During the weeks following the Japanese raid, a great deal of repair work was done by the Pearl Harbor Navy Yard, assisted by tenders and ships' crewmen. These efforts, lasting into February 1942, put the battleships Pennsylvania, Maryland, and Tennessee; cruisers Honolulu, Helena, and Raleigh; destroyers Helm and Shaw, seaplane tender Curtiss, repair ship Vestal and the floating drydock YFD-2 back into service, or at least got them ready to steam to the mainland for final repairs. The most seriously damaged of these ships, Raleigh and Shaw, were returned to active duty by mid-1942.

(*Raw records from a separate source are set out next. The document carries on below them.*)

use crate::config::UpstreamConfig;
use crate::error::{AnidexError, Upstream};
use crate::types::community::{
    AiRecommendRequest, AnimeVote, InsertOutcome, ListEntry, MessageReply, NewComment, NewTopic,
    NewsItem, Topic, UserRecord, VoteCast, VotedAnime,
};
use reqwest::Method;
use serde::{Serialize, de::DeserializeOwned};
use serde_json::Value;
use tracing::debug;
use url::Url;

/// Which per-user list an entry lives in.
#[derive(Debug, Clone, Copy, PartialEq, Eq)]
pub enum ListKind {
    Wishlist,
    Watchlist,
}

impl ListKind {
    fn path(&self) -> &'static str {
        match self {
            ListKind::Wishlist => "wishList",
            ListKind::Watchlist => "watchList",
        }
    }
}

/// Application backend caller: thin typed wrappers over its REST resources.
#[derive(Clone)]
pub struct BackendApi {
    client: reqwest::Client,
    base_url: Url,
}

impl BackendApi {
    pub fn new(client: reqwest::Client, upstream: &UpstreamConfig) -> Self {
        Self {
            client,
            base_url: upstream.backend_base_url.clone(),
        }
    }

    pub async fn get_user(&self, uid: &str) -> Result<UserRecord, AnidexError> {
        self.get_json(&format!("users/{}", encode(uid))).await
    }

    pub async fn create_user(&self, user: &UserRecord) -> Result<Value, AnidexError> {
        self.send_json(Method::POST, "users", user).await
    }

    pub async fn list_entries(&self, kind: ListKind, email: &str) -> Result<Vec<ListEntry>, AnidexError> {
        self.get_json(&format!("{}/{}", kind.path(), encode(email)))
            .await
    }

    pub async fn add_entry(&self, kind: ListKind, entry: &ListEntry) -> Result<InsertOutcome, AnidexError> {
        self.send_json(Method::POST, kind.path(), entry).await
    }

    pub async fn delete_entry(&self, kind: ListKind, id: &str) -> Result<Value, AnidexError> {
        self.delete(&format!("{}/{}", kind.path(), encode(id))).await
    }

    pub async fn vote_anime(&self, vote: &AnimeVote) -> Result<MessageReply, AnidexError> {
        self.send_json(Method::POST, "vote", vote).await
    }

    pub async fn top_voted(&self) -> Result<Vec<VotedAnime>, AnidexError> {
        self.get_json("top-voted").await
    }

    pub async fn community_vote(&self, vote: &AnimeVote) -> Result<MessageReply, AnidexError> {
        self.send_json(Method::POST, "community/vote", vote).await
    }

    pub async fn topics(&self) -> Result<Vec<Topic>, AnidexError> {
        self.get_json("api/topics").await
    }

    pub async fn topic(&self, id: &str) -> Result<Topic, AnidexError> {
        self.get_json(&format!("api/topics/{}", encode(id))).await
    }

    pub async fn create_topic(&self, topic: &NewTopic) -> Result<Value, AnidexError> {
        self.send_json(Method::POST, "api/topics", topic).await
    }

    pub async fn vote_topic(&self, id: &str, cast: &VoteCast) -> Result<Value, AnidexError> {
        self.send_json(Method::POST, &format!("api/topics/{}/vote", encode(id)), cast)
            .await
    }

    pub async fn add_comment(&self, topic_id: &str, comment: &NewComment) -> Result<Value, AnidexError> {
        self.send_json(
            Method::POST,
            &format!("api/topics/{}/comments", encode(topic_id)),
            comment,
        )
        .await
    }

    pub async fn vote_comment(&self, id: &str, cast: &VoteCast) -> Result<Value, AnidexError> {
        self.send_json(Method::POST, &format!("api/comments/{}/vote", encode(id)), cast)
            .await
    }

    pub async fn ai_recommend(&self, query: &str) -> Result<Vec<Value>, AnidexError> {
        let body = AiRecommendRequest {
            query: query.to_string(),
        };
        let reply: Value = self.send_json(Method::POST, "ai-recommend", &body).await?;
        // anything but an array counts as "no match"
        Ok(match reply {
            Value::Array(items) => items,
            _ => Vec::new(),
        })
    }

    pub async fn news(&self) -> Result<Vec<NewsItem>, AnidexError> {
        self.get_json("api/news").await
    }

    async fn get_json<T>(&self, path: &str) -> Result<T, AnidexError>
    where
        T: DeserializeOwned,
    {
        let url = self.base_url.join(path)?;
        debug!(url = %url, "GET backend");
        let resp = self.client.get(url).send().await?;
        Self::decode(resp).await
    }

    async fn send_json<B, T>(&self, method: Method, path: &str, body: &B) -> Result<T, AnidexError>
    where
        B: Serialize + ?Sized,
        T: DeserializeOwned,
    {
        let url = self.base_url.join(path)?;
        debug!(url = %url, %method, "backend request");
        let resp = self.client.request(method, url).json(body).send().await?;
        Self::decode(resp).await
    }

    async fn delete(&self, path: &str) -> Result<Value, AnidexError> {
        let url = self.base_url.join(path)?;
        debug!(url = %url, "DELETE backend");
        let resp = self.client.delete(url).send().await?;
        Self::decode(resp).await
    }

    async fn decode<T>(resp: reqwest::Response) -> Result<T, AnidexError>
    where
        T: DeserializeOwned,
    {
        let status = resp.status();
        if !status.is_success() {
            return Err(AnidexError::UpstreamStatus {
                service: Upstream::Backend,
                status,
            });
        }
        let bytes = resp.bytes().await?;
        // some endpoints answer with an empty body
        if bytes.is_empty() {
            return Ok(serde_json::from_value(Value::Null)?);
        }
        Ok(serde_json::from_slice(&bytes)?)
    }
}

fn encode(segment: &str) -> String {
    url::form_urlencoded::byte_serialize(segment.as_bytes())
        .collect::<String>()
        .replace('+', "%20")
}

Five more battleships, two destroyers, a target ship and a minelayer were sunk, or so severely damaged as to represent nearly total losses. These required much more extensive work just to get them to a point where repairs could begin. Starting in December 1941 and continuing into February 1942, the Navy Yard stripped the destroyers Cassin and Downes of servicible weapons, machinery and equipment. This materiel was sent to California, where it was installed in new hulls. These two ships came back into the fleet in late 1943 and early 1944.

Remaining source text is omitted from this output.